For the near future the study foresees that a very large increase in
oil prices would harm the energy-intensive agricultural systems that
produce much of our food. Not only could the costs of fertilizers and
pesticides become prohibitive, but the massive amount of
oil-dependent transportation needed to move agricultural products
long distances could make food unaffordable for many.

The study goes on to postulate a "mobility crisis" that would arise
from substantial increases in the costs of operating private cars and
trucks. Although sudden shortages could be relieved by volunteer and
regulatory measures, ultimately the mobility crisis would feed into
and add to the worsening economic situation.

As oil is used either directly or indirectly in almost 90 percent of
industrial production, major increases in the price of oil would
change most price relationships. Domestic and foreign trade will have
to adapt to these new relationships but doing so will likely lead to
economic upheavals. As businesses transform to less oil-dependent
forms of services and production, there would likely be an extended
period of "transformation unemployment" that will become a major
economic problem. A case could be made that our current "jobs" crisis
is simply the leading edge of the "transformation unemployment" that
could go on for decades.

The German study maintains that all countries on earth will sooner or
later be faced with the problem of transitioning to a post-fossil
fuel age. As such a transition has never happened before, there are
no guidelines for how it is to be accomplished. Of great significance
is the willingness of nations to implement the economic policies
necessary to effect the transformation to the post fossil fuel age.
Forms of government will be sorely tested. The Germans who have much
experience in these matters note that only continuous improvement in
individual living conditions forms the basis for tolerant and open
societies. Given the widespread unemployment and high mobility costs
that are almost certain to accompany the transition to a post fossil
fuel world, democratic forms of government are likely to face severe
challenges. We all remember the Weimar Republic. Also of note are
recent studies within the OECD that show that voting for extremist
and nationalist political parties tends to increase with economic setbacks.

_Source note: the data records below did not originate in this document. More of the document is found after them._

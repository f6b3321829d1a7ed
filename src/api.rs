//! HTTP surface: thin request/response mapping onto the trade service.

use crate::errors::EngineError;
use crate::hub::PriceFeedHub;
use crate::liquidity::ForecastSpread;
use crate::lmsr::Side;
use crate::service::{LiquidityRequest, Portfolio, PriceQuote, TradeResponse, TradeService};
use crate::store::{LedgerEntry, Market};
use axum::extract::ws::{Message, WebSocket};
use axum::extract::{MatchedPath, Path, Query, Request, State, WebSocketUpgrade};
use axum::http::{HeaderValue, Method, StatusCode};
use axum::middleware::{self, Next};
use axum::response::{IntoResponse, Response};
use axum::routing::{get, post};
use axum::{Json, Router};
use futures_util::{SinkExt, StreamExt};
use metrics_exporter_prometheus::PrometheusHandle;
use rust_decimal::Decimal;
use serde::Deserialize;
use serde_json::{json, Value};
use std::sync::Arc;
use std::time::{Duration, Instant};
use uuid::Uuid;

/// Per-frame write deadline for live subscribers.
const WRITE_DEADLINE: Duration = Duration::from_secs(10);
/// Liveness ping cadence and the grace before a silent subscriber is closed.
const PING_INTERVAL: Duration = Duration::from_secs(30);
const PONG_GRACE: Duration = Duration::from_secs(60);

const REQUEST_TIMEOUT: Duration = Duration::from_secs(30);

#[derive(Clone)]
pub struct AppState {
    pub service: Arc<TradeService>,
    pub hub: Arc<PriceFeedHub>,
    pub metrics: PrometheusHandle,
}

pub fn router(state: AppState) -> Router {
    use tower_http::cors::CorsLayer;
    use tower_http::request_id::{MakeRequestUuid, PropagateRequestIdLayer, SetRequestIdLayer};
    use tower_http::timeout::TimeoutLayer;
    use tower_http::trace::TraceLayer;

    let api = Router::new()
        .route("/markets", get(list_markets).post(create_market))
        .route("/markets/:id", get(get_market))
        .route("/markets/:id/price", get(get_price))
        .route("/markets/:id/history", get(get_history))
        .route("/trade", post(execute_trade))
        .route("/portfolio/:user_id", get(get_portfolio));

    Router::new()
        .route("/health", get(health))
        .route("/metrics", get(render_metrics))
        .route("/ws", get(ws_handler))
        .nest("/api/v1", api)
        // Layers are applied in reverse here since each `.layer()` call wraps
        // the previous one on the outside; this reproduces the same
        // outermost-to-innermost order as the original ServiceBuilder stack:
        // answer_preflight, Cors, Timeout, SetRequestId, Trace,
        // PropagateRequestId, track_requests (innermost).
        .layer(middleware::from_fn(track_requests))
        .layer(PropagateRequestIdLayer::x_request_id())
        .layer(TraceLayer::new_for_http())
        .layer(SetRequestIdLayer::x_request_id(MakeRequestUuid))
        .layer(TimeoutLayer::new(REQUEST_TIMEOUT))
        .layer(CorsLayer::permissive())
        .layer(middleware::from_fn(answer_preflight))
        .with_state(state)
}

async fn track_requests(req: Request, next: Next) -> Response {
    let method = req.method().to_string();
    // Route template, not the raw path, to keep label cardinality bounded.
    let route = req
        .extensions()
        .get::<MatchedPath>()
        .map(|p| p.as_str().to_string())
        .unwrap_or_else(|| req.uri().path().to_string());

    let started = Instant::now();
    let response = next.run(req).await;

    metrics::increment_counter!(
        "http_requests_total",
        "method" => method,
        "route" => route,
        "status" => response.status().as_u16().to_string()
    );
    metrics::histogram!(
        "http_request_duration_seconds",
        started.elapsed().as_secs_f64()
    );
    response
}

async fn answer_preflight(req: Request, next: Next) -> Response {
    if req.method() == Method::OPTIONS {
        let mut response = StatusCode::NO_CONTENT.into_response();
        let headers = response.headers_mut();
        let any = HeaderValue::from_static("*");
        headers.insert("access-control-allow-origin", any.clone());
        headers.insert("access-control-allow-methods", any.clone());
        headers.insert("access-control-allow-headers", any);
        return response;
    }
    next.run(req).await
}

async fn health() -> Json<Value> {
    Json(json!({ "status": "ok", "service": "market-engine" }))
}

async fn render_metrics(State(state): State<AppState>) -> String {
    state.metrics.render()
}

#[derive(Debug, Deserialize)]
struct ListMarketsQuery {
    h3_cell: Option<String>,
}

async fn list_markets(
    State(state): State<AppState>,
    Query(query): Query<ListMarketsQuery>,
) -> Result<Json<Vec<Market>>, EngineError> {
    let markets = state
        .service
        .list_markets(query.h3_cell.as_deref())
        .await?;
    Ok(Json(markets))
}

#[derive(Debug, Deserialize)]
struct ForecastBody {
    p25: Decimal,
    p50: Decimal,
    p75: Decimal,
    base_volume: Decimal,
}

#[derive(Debug, Deserialize)]
struct CreateMarketBody {
    contract_id: String,
    /// Missing or non-positive falls back to forecast-derived or default liquidity.
    #[serde(default)]
    b: Decimal,
    #[serde(default)]
    forecast: Option<ForecastBody>,
}

async fn create_market(
    State(state): State<AppState>,
    Json(body): Json<CreateMarketBody>,
) -> Result<(StatusCode, Json<Market>), EngineError> {
    let forecast = body
        .forecast
        .map(|f| {
            Ok::<_, EngineError>(LiquidityRequest {
                spread: ForecastSpread::new(f.p25, f.p50, f.p75)?,
                base_volume: f.base_volume,
            })
        })
        .transpose()?;

    let market = state
        .service
        .create_market(&body.contract_id, body.b, forecast)
        .await?;
    Ok((StatusCode::CREATED, Json(market)))
}

async fn get_market(
    State(state): State<AppState>,
    Path(id): Path<Uuid>,
) -> Result<Json<Market>, EngineError> {
    Ok(Json(state.service.get_market(id).await?))
}

async fn get_price(
    State(state): State<AppState>,
    Path(id): Path<Uuid>,
) -> Result<Json<PriceQuote>, EngineError> {
    Ok(Json(state.service.get_price(id).await?))
}

async fn get_history(
    State(state): State<AppState>,
    Path(id): Path<Uuid>,
) -> Result<Json<Vec<LedgerEntry>>, EngineError> {
    Ok(Json(state.service.get_market_history(id).await?))
}

#[derive(Debug, Deserialize)]
struct TradeBody {
    user_id: String,
    contract_id: String,
    side: String,
    quantity: Decimal,
}

async fn execute_trade(
    State(state): State<AppState>,
    Json(body): Json<TradeBody>,
) -> Result<Json<TradeResponse>, EngineError> {
    let side = Side::parse(&body.side)?;
    let response = state
        .service
        .execute_trade(&body.user_id, &body.contract_id, side, body.quantity)
        .await?;
    Ok(Json(response))
}

async fn get_portfolio(
    State(state): State<AppState>,
    Path(user_id): Path<String>,
) -> Result<Json<Portfolio>, EngineError> {
    Ok(Json(state.service.get_portfolio(&user_id).await?))
}

async fn ws_handler(ws: WebSocketUpgrade, State(state): State<AppState>) -> Response {
    ws.on_upgrade(move |socket| subscriber_connection(socket, state.hub))
}

/// Owns one live-subscriber socket: forwards hub frames under a write
/// deadline, pings every 30 s, and closes after 60 s without a pong. The
/// read half exists only to observe pongs and disconnects.
async fn subscriber_connection(socket: WebSocket, hub: Arc<PriceFeedHub>) {
    let (id, mut frames) = hub.subscribe();
    let (mut sink, mut stream) = socket.split();
    let mut ping = tokio::time::interval(PING_INTERVAL);
    let mut last_pong = Instant::now();

    loop {
        tokio::select! {
            frame = frames.recv() => {
                let Some(frame) = frame else { break };
                match tokio::time::timeout(WRITE_DEADLINE, sink.send(Message::Text(frame))).await {
                    Ok(Ok(())) => {}
                    _ => break,
                }
            }
            _ = ping.tick() => {
                if last_pong.elapsed() > PONG_GRACE {
                    tracing::debug!(subscriber = id, "no pong within grace, closing");
                    break;
                }
                match tokio::time::timeout(WRITE_DEADLINE, sink.send(Message::Ping(Vec::new()))).await {
                    Ok(Ok(())) => {}
                    _ => break,
                }
            }
            incoming = stream.next() => {
                match incoming {
                    Some(Ok(Message::Pong(_))) => last_pong = Instant::now(),
                    Some(Ok(Message::Close(_))) | Some(Err(_)) | None => break,
                    Some(Ok(_)) => {}
                }
            }
        }
    }

    hub.unsubscribe(id);
}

For the immediate future, however, the German Army study foresees: 1.
increasing oil prices that will reduce consumption and economic
output (i.e. a recession or worse); 2. increasing transportation
costs that will lead to lower trade volumes - less income for many
and unaffordable food for some; and 3. pressure on government budgets
as they must keep populations fed, deal with the social consequences
of mass unemployment, and attempt to invest in sustainable sources of
energy. Governmental revenues are bound to fall as unemployment
increases along with resistance to further taxation.

In the medium term, most companies would come to realize that the
global economy is going to be shrinking for a long time and act
accordingly. In an indefinitely shrinking economy, savings would not
be invested as profits could no longer be made or borrowing costs
paid. In this environment, the banking system, stock exchanges and
financial markets would have a hard time surviving.

Banks would be left with no reason to exist as they would not be able
to pay interest on deposits or find credit-worthy companies or
individuals. The final step would be the loss of confidence in
currencies and with them the ability to carry on normal economic
transactions outside of barter.

If all this sounds extreme to American ears, remember the Germans
have been through far more than we have in the last century. What is
interesting is the way they are telling it like they see it - no
pulling of punches here.

Tom Whipple is a retired government analyst and has been following
the peak oil issue for several years.